Provided records:
•••••
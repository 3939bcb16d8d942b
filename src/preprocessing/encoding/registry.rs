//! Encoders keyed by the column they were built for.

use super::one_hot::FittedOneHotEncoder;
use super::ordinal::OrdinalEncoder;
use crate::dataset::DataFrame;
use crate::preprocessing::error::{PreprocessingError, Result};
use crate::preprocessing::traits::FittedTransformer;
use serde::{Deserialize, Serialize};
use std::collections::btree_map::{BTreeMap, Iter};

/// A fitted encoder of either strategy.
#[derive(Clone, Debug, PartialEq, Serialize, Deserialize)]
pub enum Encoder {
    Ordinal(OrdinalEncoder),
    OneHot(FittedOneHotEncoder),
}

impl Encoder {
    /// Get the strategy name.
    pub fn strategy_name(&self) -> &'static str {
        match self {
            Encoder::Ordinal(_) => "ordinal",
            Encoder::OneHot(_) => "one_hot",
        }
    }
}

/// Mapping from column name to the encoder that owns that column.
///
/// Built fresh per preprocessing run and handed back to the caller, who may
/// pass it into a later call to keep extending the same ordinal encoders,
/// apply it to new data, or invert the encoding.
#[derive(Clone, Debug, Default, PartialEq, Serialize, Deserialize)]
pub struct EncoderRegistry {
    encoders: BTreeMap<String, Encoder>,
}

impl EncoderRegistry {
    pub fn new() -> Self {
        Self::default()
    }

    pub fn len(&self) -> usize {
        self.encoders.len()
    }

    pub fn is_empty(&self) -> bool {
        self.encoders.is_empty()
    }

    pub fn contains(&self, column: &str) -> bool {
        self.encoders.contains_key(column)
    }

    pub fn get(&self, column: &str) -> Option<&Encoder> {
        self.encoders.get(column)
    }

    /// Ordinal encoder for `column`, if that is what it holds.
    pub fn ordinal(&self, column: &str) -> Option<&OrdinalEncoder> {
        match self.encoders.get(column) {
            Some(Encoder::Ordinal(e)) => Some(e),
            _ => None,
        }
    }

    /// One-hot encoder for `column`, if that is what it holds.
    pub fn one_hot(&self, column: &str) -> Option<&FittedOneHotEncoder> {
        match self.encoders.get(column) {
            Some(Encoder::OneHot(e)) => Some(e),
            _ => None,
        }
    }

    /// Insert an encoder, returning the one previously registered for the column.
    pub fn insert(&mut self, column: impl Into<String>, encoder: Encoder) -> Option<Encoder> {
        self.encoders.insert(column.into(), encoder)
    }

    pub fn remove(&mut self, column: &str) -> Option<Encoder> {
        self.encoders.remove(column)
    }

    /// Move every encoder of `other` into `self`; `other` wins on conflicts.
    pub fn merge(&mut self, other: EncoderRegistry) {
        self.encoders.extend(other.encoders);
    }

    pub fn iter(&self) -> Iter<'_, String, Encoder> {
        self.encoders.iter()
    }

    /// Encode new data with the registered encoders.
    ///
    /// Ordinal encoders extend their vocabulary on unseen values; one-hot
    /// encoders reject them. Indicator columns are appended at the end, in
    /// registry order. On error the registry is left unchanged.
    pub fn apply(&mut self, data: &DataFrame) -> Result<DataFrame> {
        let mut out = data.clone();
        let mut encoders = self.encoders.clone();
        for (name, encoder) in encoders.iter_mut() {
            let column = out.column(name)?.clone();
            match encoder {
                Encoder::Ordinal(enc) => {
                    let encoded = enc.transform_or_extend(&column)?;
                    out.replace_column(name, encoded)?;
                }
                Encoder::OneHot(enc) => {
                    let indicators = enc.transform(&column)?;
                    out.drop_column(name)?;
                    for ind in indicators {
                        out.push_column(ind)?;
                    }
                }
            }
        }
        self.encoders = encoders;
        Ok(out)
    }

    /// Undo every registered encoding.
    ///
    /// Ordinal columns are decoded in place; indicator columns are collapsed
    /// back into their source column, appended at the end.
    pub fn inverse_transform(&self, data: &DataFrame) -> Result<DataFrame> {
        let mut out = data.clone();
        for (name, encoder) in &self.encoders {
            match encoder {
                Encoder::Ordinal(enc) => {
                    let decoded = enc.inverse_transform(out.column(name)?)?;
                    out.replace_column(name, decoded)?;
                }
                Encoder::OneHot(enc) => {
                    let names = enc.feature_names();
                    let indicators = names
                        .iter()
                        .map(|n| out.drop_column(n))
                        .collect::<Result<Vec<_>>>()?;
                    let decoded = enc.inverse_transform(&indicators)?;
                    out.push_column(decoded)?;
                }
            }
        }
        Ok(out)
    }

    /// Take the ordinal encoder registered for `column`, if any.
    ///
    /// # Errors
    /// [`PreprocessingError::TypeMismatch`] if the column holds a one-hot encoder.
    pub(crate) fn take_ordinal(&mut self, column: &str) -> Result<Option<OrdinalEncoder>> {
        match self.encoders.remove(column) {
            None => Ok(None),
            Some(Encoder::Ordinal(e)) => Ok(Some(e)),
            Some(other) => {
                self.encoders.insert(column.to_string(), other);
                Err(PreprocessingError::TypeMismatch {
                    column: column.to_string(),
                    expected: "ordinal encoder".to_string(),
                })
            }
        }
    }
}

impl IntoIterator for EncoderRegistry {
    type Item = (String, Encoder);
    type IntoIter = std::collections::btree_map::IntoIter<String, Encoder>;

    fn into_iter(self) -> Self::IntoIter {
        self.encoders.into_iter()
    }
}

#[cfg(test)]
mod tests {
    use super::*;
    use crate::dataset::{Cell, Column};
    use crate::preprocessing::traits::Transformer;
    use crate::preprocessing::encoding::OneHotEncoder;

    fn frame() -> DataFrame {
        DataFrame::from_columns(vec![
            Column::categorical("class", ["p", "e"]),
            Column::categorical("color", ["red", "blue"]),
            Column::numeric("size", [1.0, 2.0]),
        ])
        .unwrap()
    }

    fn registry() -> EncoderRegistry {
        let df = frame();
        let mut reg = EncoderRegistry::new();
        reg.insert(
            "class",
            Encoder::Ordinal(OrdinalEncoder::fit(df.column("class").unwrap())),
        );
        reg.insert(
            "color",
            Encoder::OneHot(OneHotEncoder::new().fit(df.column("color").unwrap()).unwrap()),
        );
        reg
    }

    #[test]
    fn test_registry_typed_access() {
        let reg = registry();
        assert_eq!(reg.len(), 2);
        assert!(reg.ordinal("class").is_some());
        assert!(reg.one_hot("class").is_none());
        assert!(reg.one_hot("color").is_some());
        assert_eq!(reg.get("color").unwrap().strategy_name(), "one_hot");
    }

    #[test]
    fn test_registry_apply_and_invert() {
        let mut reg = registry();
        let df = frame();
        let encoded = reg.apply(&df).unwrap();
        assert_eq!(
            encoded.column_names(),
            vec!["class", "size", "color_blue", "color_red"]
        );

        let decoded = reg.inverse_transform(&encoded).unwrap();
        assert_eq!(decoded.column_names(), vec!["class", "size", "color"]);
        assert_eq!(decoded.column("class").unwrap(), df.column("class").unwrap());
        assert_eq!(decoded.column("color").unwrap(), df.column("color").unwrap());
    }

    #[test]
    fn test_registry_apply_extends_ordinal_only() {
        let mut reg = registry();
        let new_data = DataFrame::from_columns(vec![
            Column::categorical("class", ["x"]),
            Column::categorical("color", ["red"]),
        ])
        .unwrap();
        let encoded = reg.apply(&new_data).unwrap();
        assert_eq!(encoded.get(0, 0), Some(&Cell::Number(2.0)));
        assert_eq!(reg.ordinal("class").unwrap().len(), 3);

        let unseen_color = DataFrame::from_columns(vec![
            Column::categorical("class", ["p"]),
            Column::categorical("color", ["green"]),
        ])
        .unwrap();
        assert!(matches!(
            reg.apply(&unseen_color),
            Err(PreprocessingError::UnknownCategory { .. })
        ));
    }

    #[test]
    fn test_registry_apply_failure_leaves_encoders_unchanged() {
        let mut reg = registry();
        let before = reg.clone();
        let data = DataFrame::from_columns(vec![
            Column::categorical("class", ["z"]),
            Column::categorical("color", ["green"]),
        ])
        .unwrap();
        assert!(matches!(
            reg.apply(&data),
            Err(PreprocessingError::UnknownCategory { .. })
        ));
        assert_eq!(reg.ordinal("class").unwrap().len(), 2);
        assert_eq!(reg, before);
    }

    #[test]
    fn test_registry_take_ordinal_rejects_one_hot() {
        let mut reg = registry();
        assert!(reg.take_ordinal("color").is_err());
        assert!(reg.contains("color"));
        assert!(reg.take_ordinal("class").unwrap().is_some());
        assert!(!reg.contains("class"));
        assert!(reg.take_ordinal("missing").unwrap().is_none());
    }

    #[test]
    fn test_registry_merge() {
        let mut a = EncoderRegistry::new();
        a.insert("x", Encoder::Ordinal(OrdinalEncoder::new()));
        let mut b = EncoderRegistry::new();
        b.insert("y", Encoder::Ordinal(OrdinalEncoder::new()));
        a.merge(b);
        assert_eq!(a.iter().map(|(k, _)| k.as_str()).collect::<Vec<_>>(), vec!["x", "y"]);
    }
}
•••••
Description of the task: The lines in the records above that include the word "PreprocessingError" must be copied out.

Solution to the problem:
use crate::preprocessing::error::{PreprocessingError, Result};
    /// [`PreprocessingError::TypeMismatch`] if the column holds a one-hot encoder.
                Err(PreprocessingError::TypeMismatch {
            Err(PreprocessingError::UnknownCategory { .. })
            Err(PreprocessingError::UnknownCategory { .. })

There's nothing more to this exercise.